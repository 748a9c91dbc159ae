use chrono::{Local, NaiveDate};

/// Clock abstracts access to the current calendar date so calculators remain
/// deterministic in tests.
pub trait Clock: Send + Sync {
    /// Returns the current local calendar date.
    fn today(&self) -> NaiveDate;
}

/// Real-time clock backed by the system local time source.
#[derive(Debug, Default, Clone, Copy)]
pub struct SystemClock;

impl Clock for SystemClock {
    fn today(&self) -> NaiveDate {
        Local::now().date_naive()
    }
}

/// Clock pinned to a single date.
#[derive(Debug, Clone, Copy, PartialEq, Eq)]
pub struct FixedClock(pub NaiveDate);

impl FixedClock {
    pub fn new(date: NaiveDate) -> Self {
        Self(date)
    }
}

impl Clock for FixedClock {
    fn today(&self) -> NaiveDate {
        self.0
    }
}
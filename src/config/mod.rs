use serde::Deserialize;

use crate::{currency::RateTable, errors::CalculatorError};

/// Limits and report preferences for a tracking session.
#[derive(Debug, Clone, PartialEq, Deserialize)]
pub struct Config {
    #[serde(default = "Config::default_limit")]
    pub cash_limit: f64,
    #[serde(default = "Config::default_limit")]
    pub calories_limit: f64,
    /// Currencies reported by the cash summary, in order.
    #[serde(default = "Config::default_currencies")]
    pub currencies: Vec<String>,
    /// Conversion table used by the cash calculator.
    #[serde(default)]
    pub rates: RateTable,
}

impl Default for Config {
    fn default() -> Self {
        Self {
            cash_limit: Self::default_limit(),
            calories_limit: Self::default_limit(),
            currencies: Self::default_currencies(),
            rates: RateTable::default(),
        }
    }
}

impl Config {
    pub fn default_limit() -> f64 {
        1000.0
    }

    pub fn default_currencies() -> Vec<String> {
        vec!["rub".into(), "usd".into(), "eur".into()]
    }

    /// Parses a JSON document; missing fields take their defaults.
    pub fn from_json(data: &str) -> Result<Self, CalculatorError> {
        serde_json::from_str(data).map_err(|err| CalculatorError::Config(err.to_string()))
    }
}
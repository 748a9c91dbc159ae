use thiserror::Error;

/// Error type that captures calculator failures.
#[derive(Debug, Error)]
pub enum CalculatorError {
    #[error("Invalid record date `{date}`: {source}")]
    InvalidDate {
        date: String,
        #[source]
        source: chrono::ParseError,
    },
    #[error("Unknown currency: {0}")]
    UnknownCurrency(String),
    #[error("Configuration error: {0}")]
    Config(String),
}
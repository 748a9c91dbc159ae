#![doc(test(attr(deny(warnings))))]

//! Daily Limits keeps dated money and calorie entries against a daily limit.
//!
//! [`ledger::Calculator`] sums today's and the trailing week's entries;
//! [`ledger::CashCalculator`] and [`ledger::CaloriesCalculator`] turn the
//! remainder into messages, converting money through [`currency::RateTable`].
//! "Today" always comes from an injected [`core::Clock`].

pub mod config;
pub mod core;
pub mod currency;
pub mod errors;
pub mod ledger;
pub mod utils;

use std::sync::Once;

static INIT_TRACING: Once = Once::new();

/// Installs the log subscriber once per process.
pub fn init() {
    INIT_TRACING.call_once(|| {
        utils::init_tracing();
        tracing::info!(version = env!("CARGO_PKG_VERSION"), "daily limits ready");
    });
}
use fiscal_server::core::{Config, Server};
use fiscal_server::utils::logger::init_logger;
use tracing::info;

#[tokio::main]
async fn main() -> anyhow::Result<()> {
    dotenv::dotenv().ok();

    let config = Config::from_env();
    init_logger(&config.log_level, config.log_dir.as_deref());

    info!(
        base_path = %config.base_path,
        executable = %config.executable,
        environment = %config.environment,
        "starting fiscal print server"
    );

    Server::new(config).run().await
}
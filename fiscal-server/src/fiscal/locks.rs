//! Per-terminal lock registry
//!
//! One mutual-exclusion handle per terminal identifier, created on
//! first use and kept for the process lifetime. Terminal identifiers
//! are bounded and stable per deployment, so the registry only ever
//! grows by a handful of entries.
//!
//! The registry is owned by the service instance, not a process
//! global, so tests can run isolated instances side by side.

use std::sync::Arc;

use dashmap::DashMap;
use tokio::sync::Mutex;

/// Registry mapping terminal identifiers to their locks
#[derive(Debug, Default)]
pub struct TerminalLocks {
    locks: DashMap<String, Arc<Mutex<()>>>,
}

impl TerminalLocks {
    pub fn new() -> Self {
        Self {
            locks: DashMap::new(),
        }
    }

    /// Get the lock handle for a terminal, inserting it lazily.
    ///
    /// The shard guard is held only for the lookup/insert; callers
    /// `.lock().await` on the returned handle themselves so the
    /// critical section can span await points.
    pub fn handle(&self, terminal: &str) -> Arc<Mutex<()>> {
        self.locks
            .entry(terminal.to_string())
            .or_default()
            .value()
            .clone()
    }

    /// Number of terminals seen so far
    pub fn len(&self) -> usize {
        self.locks.len()
    }

    pub fn is_empty(&self) -> bool {
        self.locks.is_empty()
    }
}
//! Fiscal Print Server - HTTP front end for TFHKA fiscal terminals
//!
//! # Architecture
//!
//! Each point-of-sale terminal owns a directory under a configured
//! base path containing the vendor fiscal executable. A request flows
//! through:
//!
//! ```text
//! HTTP handler -> terminal dir resolution -> per-terminal lock
//!              -> command encoding (fiscal-protocol)
//!              -> durable write + verify
//!              -> executable invocation + retry/classification
//! ```
//!
//! # Module structure
//!
//! ```text
//! fiscal-server/src/
//! ├── core/          # config, state, server
//! ├── fiscal/        # terminal resolution, locks, writer, executor
//! ├── api/           # HTTP routes and handlers
//! └── utils/         # errors, logging
//! ```

pub mod api;
pub mod core;
pub mod fiscal;
pub mod utils;

// Re-export public types
pub use core::{Config, Server, ServerState};
pub use fiscal::{FiscalError, FiscalService};
pub use utils::{AppError, AppResult};
pub use utils::logger::init_logger;
//! Health probe
//!
//! Public route, no printer interaction. Deployment tooling polls it
//! to tell "server down" apart from "printer failing".

use axum::{Json, Router, extract::State, routing::get};
use serde::Serialize;

use crate::core::ServerState;

pub fn router() -> Router<ServerState> {
    Router::new().route("/health", get(health))
}

#[derive(Serialize)]
pub struct HealthResponse {
    status: &'static str,
    version: &'static str,
    environment: String,
    uptime_seconds: u64,
    /// Terminals that have printed since startup
    terminals_seen: usize,
}

pub async fn health(State(state): State<ServerState>) -> Json<HealthResponse> {
    Json(HealthResponse {
        status: "healthy",
        version: env!("CARGO_PKG_VERSION"),
        environment: state.config.environment.clone(),
        uptime_seconds: state.started_at.elapsed().as_secs(),
        terminals_seen: state.fiscal.locks().len(),
    })
}
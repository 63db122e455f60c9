//! Shared test fixtures
//!
//! A recording in-process stand-in for the vendor executable, plus
//! helpers to stand up a server state over a temporary terminal tree.

use std::path::{Path, PathBuf};
use std::sync::{Arc, Mutex};
use std::time::Duration;

use async_trait::async_trait;
use tokio::time::Instant;

use fiscal_server::core::{Config, ServerState};
use fiscal_server::fiscal::runner::{CommandRunner, FiscalCommand, ProcessOutput, RunnerError};

/// One recorded invocation with its wall-clock window
#[derive(Debug, Clone)]
pub struct CallRecord {
    pub work_dir: PathBuf,
    pub command: String,
    pub started: Instant,
    pub finished: Instant,
}

/// Runner that emulates the vendor executable: counts command-file
/// lines, drops status report files, and records every invocation.
pub struct RecordingRunner {
    /// Simulated execution time per invocation
    pub delay: Duration,
    /// Status line the fake `ReadFpStatus` writes
    pub status_line: String,
    /// When set, every `SendFileCmd` answers with this stdout instead
    /// of the computed line count
    pub send_file_stdout: Option<String>,
    pub calls: Mutex<Vec<CallRecord>>,
}

impl RecordingRunner {
    pub fn new(delay: Duration) -> Self {
        Self {
            delay,
            status_line: "Status: 04 Error: 00".to_string(),
            send_file_stdout: None,
            calls: Mutex::new(Vec::new()),
        }
    }

    pub fn records(&self) -> Vec<CallRecord> {
        self.calls.lock().unwrap().clone()
    }
}

#[async_trait]
impl CommandRunner for RecordingRunner {
    async fn run(
        &self,
        _program: &Path,
        command: &FiscalCommand,
        work_dir: &Path,
    ) -> Result<ProcessOutput, RunnerError> {
        let started = Instant::now();
        tokio::time::sleep(self.delay).await;

        let stdout = match command {
            FiscalCommand::SendFile(path) => match &self.send_file_stdout {
                Some(fixed) => fixed.clone(),
                None => {
                    let lines = std::fs::read_to_string(work_dir.join(path))
                        .map(|c| c.lines().count())
                        .unwrap_or(0);
                    format!("Enviados {lines} comandos")
                }
            },
            FiscalCommand::Send(_) => "Comando enviado correctamente".to_string(),
            FiscalCommand::ReadStatus(path) => {
                std::fs::write(work_dir.join(path), &self.status_line)?;
                "Operacion exitosa".to_string()
            }
        };

        self.calls.lock().unwrap().push(CallRecord {
            work_dir: work_dir.to_path_buf(),
            command: command.name().to_string(),
            started,
            finished: Instant::now(),
        });

        Ok(ProcessOutput {
            exit_ok: true,
            stdout,
            stderr: String::new(),
        })
    }
}

/// Server state over a fresh terminal tree; keep the tempdir alive for
/// the test's duration.
pub fn test_state(
    terminals: &[&str],
    runner: Arc<RecordingRunner>,
) -> (ServerState, tempfile::TempDir) {
    let base = tempfile::tempdir().unwrap();
    for terminal in terminals {
        std::fs::create_dir(base.path().join(terminal)).unwrap();
    }

    let config = Config::with_overrides(base.path().to_string_lossy(), 0);
    (ServerState::with_runner(config, runner), base)
}

/// Sample invoice body accepted by `POST /imprimir-factura-fiscal`
pub fn invoice_body(terminal: &str) -> serde_json::Value {
    serde_json::json!({
        "terminalUUID": terminal,
        "cliente": {"razon_social": "Consumidor Final", "rif": "V000000000"},
        "items": [{
            "descripcion": "Arepa Reina",
            "cantidad": 2,
            "precio_unitario_con_iva": 11.60,
            "tasa_iva": 16
        }],
        "pagos": [{"slot_fiscal": 1, "monto": 23.20}]
    })
}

--------------------------------

* _EXERCISE PROMPT_
Please retype the listing word for word, from its first line through the line containing "#[derive(Debug, Error)]", and add nothing else.

* _REPLY_
repository 748a9c91dbc159ae
use chrono::{Local, NaiveDate};

/// Clock abstracts access to the current calendar date so calculators remain
/// deterministic in tests.
pub trait Clock: Send + Sync {
    /// Returns the current local calendar date.
    fn today(&self) -> NaiveDate;
}

/// Real-time clock backed by the system local time source.
#[derive(Debug, Default, Clone, Copy)]
pub struct SystemClock;

impl Clock for SystemClock {
    fn today(&self) -> NaiveDate {
        Local::now().date_naive()
    }
}

/// Clock pinned to a single date.
#[derive(Debug, Clone, Copy, PartialEq, Eq)]
pub struct FixedClock(pub NaiveDate);

impl FixedClock {
    pub fn new(date: NaiveDate) -> Self {
        Self(date)
    }
}

impl Clock for FixedClock {
    fn today(&self) -> NaiveDate {
        self.0
    }
}
filename src/config/mod.rs
use serde::Deserialize;

use crate::{currency::RateTable, errors::CalculatorError};

/// Limits and report preferences for a tracking session.
#[derive(Debug, Clone, PartialEq, Deserialize)]
pub struct Config {
    #[serde(default = "Config::default_limit")]
    pub cash_limit: f64,
    #[serde(default = "Config::default_limit")]
    pub calories_limit: f64,
    /// Currencies reported by the cash summary, in order.
    #[serde(default = "Config::default_currencies")]
    pub currencies: Vec<String>,
    /// Conversion table used by the cash calculator.
    #[serde(default)]
    pub rates: RateTable,
}

impl Default for Config {
    fn default() -> Self {
        Self {
            cash_limit: Self::default_limit(),
            calories_limit: Self::default_limit(),
            currencies: Self::default_currencies(),
            rates: RateTable::default(),
        }
    }
}

impl Config {
    pub fn default_limit() -> f64 {
        1000.0
    }

    pub fn default_currencies() -> Vec<String> {
        vec!["rub".into(), "usd".into(), "eur".into()]
    }

    /// Parses a JSON document; missing fields take their defaults.
    pub fn from_json(data: &str) -> Result<Self, CalculatorError> {
        serde_json::from_str(data).map_err(|err| CalculatorError::Config(err.to_string()))
    }
}
repository 748a9c91dbc159ae
use thiserror::Error;

/// Error type that captures calculator failures.
#[derive(Debug, Error)]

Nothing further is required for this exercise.